Patients with Morquio syndrome appear healthy at birth, and the age of onset is usually between 1 and 3 years of age. Morquio syndrome causes progressive changes to the skeleton of the ribs and chest, which may lead to neurological complications such as nerve compression. Patients may also have hearing loss and clouded corneas. Intelligence is usually normal unless a patient has untreated hydrocephalus.

Babies may show little sign of the disease, but as more and more cells become damaged, symptoms start to appear. The condition belongs to a group of diseases called mucopolysaccharidoses (MPSs). MPS IV is also known as Morquio syndrome. There are two forms of Morquio syndrome, A and B, referred to as Morquio A and Morquio B syndrome or MPS IVA and MPS IVB. The two forms are distinguished by the gene product involved; Type A involves a malfunction in the GALNS gene, while Type B involves a malfunction of the GLB1 gene.

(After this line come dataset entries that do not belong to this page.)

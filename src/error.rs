//! Error types for the Symphony operator

use thiserror::Error;

/// Main error type for Symphony operations
#[derive(Debug, Error)]
#[non_exhaustive]
pub enum Error {
    /// Kubernetes API error
    #[error("kubernetes error: {0}")]
    Kube(#[from] kube::Error),

    /// Validation error for Migration specs or work-queue keys
    #[error("validation error: {0}")]
    Validation(String),

    /// Release backend rejected or failed an operation
    #[error("release error [{release}]: {message}")]
    Release {
        /// Name of the release the operation targeted
        release: String,
        /// Description of what failed
        message: String,
    },

    /// Release backend reports the release does not exist
    #[error("release not found: {0}")]
    ReleaseNotFound(String),

    /// Serialization/deserialization error
    #[error("serialization error: {0}")]
    Serialization(String),

    /// Informer caches did not sync before the startup deadline
    #[error("cache sync error: {0}")]
    CacheSync(String),

    /// Internal/operational error
    #[error("internal error: {0}")]
    Internal(String),
}

impl Error {
    /// Create a validation error with the given message
    pub fn validation(msg: impl Into<String>) -> Self {
        Self::Validation(msg.into())
    }

    /// Create a release backend error for the named release
    pub fn release(release: impl Into<String>, msg: impl Into<String>) -> Self {
        Self::Release {
            release: release.into(),
            message: msg.into(),
        }
    }

    /// Create a not-found error for the named release
    pub fn release_not_found(release: impl Into<String>) -> Self {
        Self::ReleaseNotFound(release.into())
    }

    /// Create a serialization error with the given message
    pub fn serialization(msg: impl Into<String>) -> Self {
        Self::Serialization(msg.into())
    }

    /// Create a cache sync error with the given message
    pub fn cache_sync(msg: impl Into<String>) -> Self {
        Self::CacheSync(msg.into())
    }

    /// Create an internal error with the given message
    pub fn internal(msg: impl Into<String>) -> Self {
        Self::Internal(msg.into())
    }

    /// Returns true if the error means "the thing does not exist"
    ///
    /// Covers both a missing release and a Kubernetes 404.
    pub fn is_not_found(&self) -> bool {
        match self {
            Error::ReleaseNotFound(_) => true,
            Error::Kube(kube::Error::Api(ae)) => ae.code == 404,
            _ => false,
        }
    }

    /// Check if this error is worth retrying
    ///
    /// Validation and serialization errors need a spec change first.
    pub fn is_retryable(&self) -> bool {
        match self {
            // the object is gone; anything else the API rejects may pass later
            Error::Kube(source) => !matches!(source, kube::Error::Api(ae) if ae.code == 404),
            Error::Validation(_) => false,
            Error::Release { .. } => true,
            Error::ReleaseNotFound(_) => false,
            Error::Serialization(_) => false,
            Error::CacheSync(_) => false,
            Error::Internal(_) => true,
        }
    }
}

#[cfg(test)]
mod tests {
    use super::*;

    fn api_error(code: u16) -> Error {
        Error::Kube(kube::Error::Api(kube::core::ErrorResponse {
            status: "Failure".to_string(),
            message: "boom".to_string(),
            reason: "Test".to_string(),
            code,
        }))
    }

    /// Story: backend failures carry the release name so events are actionable
    #[test]
    fn story_release_errors_name_the_release() {
        let err = Error::release("demo-blue", "connection refused");
        assert!(err.to_string().contains("demo-blue"));
        assert!(err.to_string().contains("connection refused"));
        assert!(err.is_retryable());
        assert!(!err.is_not_found());
    }

    /// Story: a missing release is an expected outcome, not a failure
    #[test]
    fn story_release_not_found_is_distinguishable() {
        let err = Error::release_not_found("demo-green");
        assert!(err.is_not_found());
        assert!(!err.is_retryable());
        assert_eq!(err.to_string(), "release not found: demo-green");
    }

    #[test]
    fn test_kube_404_is_not_found() {
        assert!(api_error(404).is_not_found());
        assert!(!api_error(500).is_not_found());
    }

    #[test]
    fn test_kube_retryability() {
        assert!(api_error(500).is_retryable());
        // resourceVersion conflicts on status writes resolve on the next pass
        assert!(api_error(409).is_retryable());
        assert!(!api_error(404).is_retryable());
    }

    /// Story: a status write rejected by admission is retried with backoff
    #[test]
    fn story_rejected_status_write_is_retried() {
        assert!(api_error(422).is_retryable());
        assert!(api_error(403).is_retryable());
    }

    #[test]
    fn test_validation_is_permanent() {
        let err = Error::validation("app name must be specified");
        assert!(!err.is_retryable());
        assert!(err.to_string().contains("validation error"));
    }

    #[test]
    fn test_cache_sync_message() {
        let err = Error::cache_sync("timed out after 60s");
        assert_eq!(err.to_string(), "cache sync error: timed out after 60s");
        assert!(!err.is_retryable());
    }
}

The major radiographic features of Morquio syndrome include marked platyspondyly in the thoracic and lumbar spine. The shape of the vertebrae changes from ovoid to ovoid with anterior projection to flat. Odontoid hypoplasia with atlantoaxial instability is typical. Thoracolumbar kyphosis can develop over time and can result in spinal cord compression. The skull is mildly dolichocephalic (elongated) with underdevelopment of mastoid cells and flat or concave mandibular condyles. Upper cervical spine instability along with compression of the spinal cord is a serious complication that can occur at any age in Morquio syndrome.